▶ ABOUT THIS EXERCISE:
The answer must be every entry, retyped without a single difference.

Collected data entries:
-- Opening Marker --
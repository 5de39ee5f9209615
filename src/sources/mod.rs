pub mod direct_url;
pub mod spotify;
pub mod youtube;

use async_trait::async_trait;
use serenity::model::id::UserId;
use std::{sync::Arc, time::Duration};
use thiserror::Error;
use tracing::{debug, info, warn};

#[cfg(test)]
use mockall::automock;

use crate::audio::Track;

pub use direct_url::DirectUrlResolver;
pub use spotify::SpotifyClient;
pub use youtube::YtDlpResolver;

#[derive(Debug, Clone, PartialEq, Error)]
pub enum ResolveError {
    #[error("No results found for `{0}`")]
    NotFound(String),

    #[error("{0}")]
    Unsupported(String),

    #[error("Lookup failed: {0}")]
    Backend(String),

    #[error("Lookup timed out after {}", humantime::format_duration(*.0))]
    Timeout(Duration),
}

/// Turns user input (a link or free search terms) into a playable track.
#[cfg_attr(test, automock)]
#[async_trait]
pub trait TrackResolver: Send + Sync {
    async fn resolve(&self, query: &str, requester: UserId) -> Result<Track, ResolveError>;
}

/// Maps links from catalogue services into search terms for a [`TrackResolver`].
#[cfg_attr(test, automock)]
#[async_trait]
pub trait MetadataResolver: Send + Sync {
    fn handles(&self, query: &str) -> bool;

    async fn search_terms(&self, link: &str) -> Result<String, ResolveError>;
}

/// Picks the right resolver for a query and bounds the whole lookup in time.
pub struct SmartResolver {
    primary: Arc<dyn TrackResolver>,
    direct: DirectUrlResolver,
    metadata: Option<Arc<dyn MetadataResolver>>,
    timeout: Duration,
}

impl SmartResolver {
    pub fn new(primary: Arc<dyn TrackResolver>, metadata: Option<Arc<dyn MetadataResolver>>, timeout: Duration) -> Self {
        Self {
            primary,
            direct: DirectUrlResolver,
            metadata,
            timeout,
        }
    }

    async fn route(&self, query: &str, requester: UserId) -> Result<Track, ResolveError> {
        if spotify::is_spotify_link(query) {
            let Some(metadata) = self.metadata.as_ref().filter(|m| m.handles(query)) else {
                return Err(ResolveError::Unsupported(
                    "Spotify links are not enabled on this bot.".to_string(),
                ));
            };
            let terms = metadata.search_terms(query).await?;
            info!("🎧 Spotify link mapped to search: {}", terms);
            return self.primary.resolve(&terms, requester).await;
        }

        if DirectUrlResolver::is_direct_audio(query) {
            debug!("🔗 Playing direct audio link {}", query);
            return self.direct.resolve(query, requester).await;
        }

        self.primary.resolve(query, requester).await
    }
}

#[async_trait]
impl TrackResolver for SmartResolver {
    async fn resolve(&self, query: &str, requester: UserId) -> Result<Track, ResolveError> {
        let query = query.trim();
        if query.is_empty() {
            return Err(ResolveError::NotFound(String::new()));
        }

        match tokio::time::timeout(self.timeout, self.route(query, requester)).await {
            Ok(result) => result,
            Err(_) => {
                warn!("⏰ Resolving `{}` timed out", query);
                Err(ResolveError::Timeout(self.timeout))
            }
        }
    }
}

#[cfg(test)]
mod tests {
    use super::*;
    use pretty_assertions::assert_eq;

    fn found(title: &str) -> Track {
        Track::new(
            title.to_string(),
            format!("https://www.youtube.com/watch?v={title}"),
            format!("https://media.example.test/{title}"),
            UserId::new(3),
        )
    }

    #[tokio::test]
    async fn plain_queries_go_to_the_primary_resolver() {
        let mut primary = MockTrackResolver::new();
        primary
            .expect_resolve()
            .withf(|query, requester| query == "lofi beats" && *requester == UserId::new(3))
            .times(1)
            .returning(|_, _| Ok(found("lofi")));

        let resolver = SmartResolver::new(Arc::new(primary), None, Duration::from_secs(30));
        let track = resolver.resolve("  lofi beats ", UserId::new(3)).await.unwrap();
        assert_eq!(track.title, "lofi");
    }

    #[tokio::test]
    async fn spotify_links_are_mapped_to_search_terms() {
        let link = "https://open.spotify.com/track/4uLU6hMCjMI75M1A2tKUQC";

        let mut metadata = MockMetadataResolver::new();
        metadata.expect_handles().return_const(true);
        metadata
            .expect_search_terms()
            .withf(move |query| query == link)
            .returning(|_| Ok("Never Gonna Give You Up Rick Astley".to_string()));

        let mut primary = MockTrackResolver::new();
        primary
            .expect_resolve()
            .withf(|query, _| query == "Never Gonna Give You Up Rick Astley")
            .returning(|_, _| Ok(found("rick")));

        let resolver = SmartResolver::new(Arc::new(primary), Some(Arc::new(metadata)), Duration::from_secs(30));
        assert_eq!(resolver.resolve(link, UserId::new(3)).await.unwrap().title, "rick");
    }

    #[tokio::test]
    async fn spotify_links_without_credentials_are_unsupported() {
        let mut primary = MockTrackResolver::new();
        primary.expect_resolve().never();

        let resolver = SmartResolver::new(Arc::new(primary), None, Duration::from_secs(30));
        let outcome = resolver
            .resolve("https://open.spotify.com/track/abc123", UserId::new(3))
            .await;
        assert!(matches!(outcome, Err(ResolveError::Unsupported(_))));
    }

    #[tokio::test]
    async fn direct_audio_links_skip_the_primary_resolver() {
        let mut primary = MockTrackResolver::new();
        primary.expect_resolve().never();

        let resolver = SmartResolver::new(Arc::new(primary), None, Duration::from_secs(30));
        let track = resolver
            .resolve("https://radio.example.test/live/stream.mp3", UserId::new(3))
            .await
            .unwrap();
        assert_eq!(track.title, "stream.mp3");
        assert_eq!(track.stream_url, "https://radio.example.test/live/stream.mp3");
    }

    struct Stalled;

    #[async_trait]
    impl TrackResolver for Stalled {
        async fn resolve(&self, _query: &str, _requester: UserId) -> Result<Track, ResolveError> {
            tokio::time::sleep(Duration::from_secs(3600)).await;
            Err(ResolveError::NotFound("never".to_string()))
        }
    }

    #[tokio::test(start_paused = true)]
    async fn slow_lookups_time_out() {
        let resolver = SmartResolver::new(Arc::new(Stalled), None, Duration::from_secs(30));
        let outcome = resolver.resolve("anything", UserId::new(3)).await;
        assert_eq!(outcome, Err(ResolveError::Timeout(Duration::from_secs(30))));
    }

    #[test]
    fn timeout_message_is_human_readable() {
        assert_eq!(
            ResolveError::Timeout(Duration::from_secs(30)).to_string(),
            "Lookup timed out after 30s"
        );
    }
}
-- Closing Marker --
▶ TASK OUTPUT:
repository 5de39ee5f9209615
filename src/sources/mod.rs
pub mod direct_url;
pub mod spotify;
pub mod youtube;

use async_trait::async_trait;
use serenity::model::id::UserId;
use std::{sync::Arc, time::Duration};
use thiserror::Error;
use tracing::{debug, info, warn};

#[cfg(test)]
use mockall::automock;

use crate::audio::Track;

pub use direct_url::DirectUrlResolver;
pub use spotify::SpotifyClient;
pub use youtube::YtDlpResolver;

#[derive(Debug, Clone, PartialEq, Error)]
pub enum ResolveError {
    #[error("No results found for `{0}`")]
    NotFound(String),

    #[error("{0}")]
    Unsupported(String),

    #[error("Lookup failed: {0}")]
    Backend(String),

    #[error("Lookup timed out after {}", humantime::format_duration(*.0))]
    Timeout(Duration),
}

/// Turns user input (a link or free search terms) into a playable track.
#[cfg_attr(test, automock)]
#[async_trait]
pub trait TrackResolver: Send + Sync {
    async fn resolve(&self, query: &str, requester: UserId) -> Result<Track, ResolveError>;
}

/// Maps links from catalogue services into search terms for a [`TrackResolver`].
#[cfg_attr(test, automock)]
#[async_trait]
pub trait MetadataResolver: Send + Sync {
    fn handles(&self, query: &str) -> bool;

    async fn search_terms(&self, link: &str) -> Result<String, ResolveError>;
}

/// Picks the right resolver for a query and bounds the whole lookup in time.
pub struct SmartResolver {
    primary: Arc<dyn TrackResolver>,
    direct: DirectUrlResolver,
    metadata: Option<Arc<dyn MetadataResolver>>,
    timeout: Duration,
}

impl SmartResolver {
    pub fn new(primary: Arc<dyn TrackResolver>, metadata: Option<Arc<dyn MetadataResolver>>, timeout: Duration) -> Self {
        Self {
            primary,
            direct: DirectUrlResolver,
            metadata,
            timeout,
        }
    }

    async fn route(&self, query: &str, requester: UserId) -> Result<Track, ResolveError> {
        if spotify::is_spotify_link(query) {
            let Some(metadata) = self.metadata.as_ref().filter(|m| m.handles(query)) else {
                return Err(ResolveError::Unsupported(
                    "Spotify links are not enabled on this bot.".to_string(),
                ));
            };
            let terms = metadata.search_terms(query).await?;
            info!("🎧 Spotify link mapped to search: {}", terms);
            return self.primary.resolve(&terms, requester).await;
        }

        if DirectUrlResolver::is_direct_audio(query) {
            debug!("🔗 Playing direct audio link {}", query);
            return self.direct.resolve(query, requester).await;
        }

        self.primary.resolve(query, requester).await
    }
}

#[async_trait]
impl TrackResolver for SmartResolver {
    async fn resolve(&self, query: &str, requester: UserId) -> Result<Track, ResolveError> {
        let query = query.trim();
        if query.is_empty() {
            return Err(ResolveError::NotFound(String::new()));
        }

        match tokio::time::timeout(self.timeout, self.route(query, requester)).await {
            Ok(result) => result,
            Err(_) => {
                warn!("⏰ Resolving `{}` timed out", query);
                Err(ResolveError::Timeout(self.timeout))
            }
        }
    }
}

#[cfg(test)]
mod tests {
    use super::*;
    use pretty_assertions::assert_eq;

    fn found(title: &str) -> Track {
        Track::new(
            title.to_string(),
            format!("https://www.youtube.com/watch?v={title}"),
            format!("https://media.example.test/{title}"),
            UserId::new(3),
        )
    }

    #[tokio::test]
    async fn plain_queries_go_to_the_primary_resolver() {
        let mut primary = MockTrackResolver::new();
        primary
            .expect_resolve()
            .withf(|query, requester| query == "lofi beats" && *requester == UserId::new(3))
            .times(1)
            .returning(|_, _| Ok(found("lofi")));

        let resolver = SmartResolver::new(Arc::new(primary), None, Duration::from_secs(30));
        let track = resolver.resolve("  lofi beats ", UserId::new(3)).await.unwrap();
        assert_eq!(track.title, "lofi");
    }

    #[tokio::test]
    async fn spotify_links_are_mapped_to_search_terms() {
        let link = "https://open.spotify.com/track/4uLU6hMCjMI75M1A2tKUQC";

        let mut metadata = MockMetadataResolver::new();
        metadata.expect_handles().return_const(true);
        metadata
            .expect_search_terms()
            .withf(move |query| query == link)
            .returning(|_| Ok("Never Gonna Give You Up Rick Astley".to_string()));

        let mut primary = MockTrackResolver::new();
        primary
            .expect_resolve()
            .withf(|query, _| query == "Never Gonna Give You Up Rick Astley")
            .returning(|_, _| Ok(found("rick")));

        let resolver = SmartResolver::new(Arc::new(primary), Some(Arc::new(metadata)), Duration::from_secs(30));
        assert_eq!(resolver.resolve(link, UserId::new(3)).await.unwrap().title, "rick");
    }

    #[tokio::test]
    async fn spotify_links_without_credentials_are_unsupported() {
        let mut primary = MockTrackResolver::new();
        primary.expect_resolve().never();

        let resolver = SmartResolver::new(Arc::new(primary), None, Duration::from_secs(30));
        let outcome = resolver
            .resolve("https://open.spotify.com/track/abc123", UserId::new(3))
            .await;
        assert!(matches!(outcome, Err(ResolveError::Unsupported(_))));
    }

    #[tokio::test]
    async fn direct_audio_links_skip_the_primary_resolver() {
        let mut primary = MockTrackResolver::new();
        primary.expect_resolve().never();

        let resolver = SmartResolver::new(Arc::new(primary), None, Duration::from_secs(30));
        let track = resolver
            .resolve("https://radio.example.test/live/stream.mp3", UserId::new(3))
            .await
            .unwrap();
        assert_eq!(track.title, "stream.mp3");
        assert_eq!(track.stream_url, "https://radio.example.test/live/stream.mp3");
    }

    struct Stalled;

    #[async_trait]
    impl TrackResolver for Stalled {
        async fn resolve(&self, _query: &str, _requester: UserId) -> Result<Track, ResolveError> {
            tokio::time::sleep(Duration::from_secs(3600)).await;
            Err(ResolveError::NotFound("never".to_string()))
        }
    }

    #[tokio::test(start_paused = true)]
    async fn slow_lookups_time_out() {
        let resolver = SmartResolver::new(Arc::new(Stalled), None, Duration::from_secs(30));
        let outcome = resolver.resolve("anything", UserId::new(3)).await;
        assert_eq!(outcome, Err(ResolveError::Timeout(Duration::from_secs(30))));
    }

    #[test]
    fn timeout_message_is_human_readable() {
        assert_eq!(
            ResolveError::Timeout(Duration::from_secs(30)).to_string(),
            "Lookup timed out after 30s"
        );
    }
}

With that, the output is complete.